RECORDS SHOWN:
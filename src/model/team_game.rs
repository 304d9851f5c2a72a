use chrono::NaiveDate;
use serde::Serialize;

/// One team's view of one game. Every [`Game`](super::game::Game) yields two of these.
#[derive(Clone, Debug, PartialEq, Eq, Serialize)]
pub struct TeamGame {
    pub date: NaiveDate,
    #[serde(rename = "start_(et)")]
    pub start_et: String,
    pub team: String,
    pub opponent: String,
    pub is_home: bool,
    pub points_scored: Option<u32>,
    pub points_allowed: Option<u32>,
    /// 1 for a win, 0 otherwise; absent while either score is unknown.
    pub won: Option<u8>,
    pub arena: String,
}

TASK DIRECTIONS: The answer should consist of every entry, repeated word for word.

RESULT OF THIS EXERCISE:
filename src/model/team_game.rs
repository 304d9851f5c2a72a
use chrono::NaiveDate;
use serde::Serialize;

/// One team's view of one game. Every [`Game`](super::game::Game) yields two of these.
#[derive(Clone, Debug, PartialEq, Eq, Serialize)]
pub struct TeamGame {
    pub date: NaiveDate,
    #[serde(rename = "start_(et)")]
    pub start_et: String,
    pub team: String,
    pub opponent: String,
    pub is_home: bool,
    pub points_scored: Option<u32>,
    pub points_allowed: Option<u32>,
    /// 1 for a win, 0 otherwise; absent while either score is unknown.
    pub won: Option<u8>,
    pub arena: String,
}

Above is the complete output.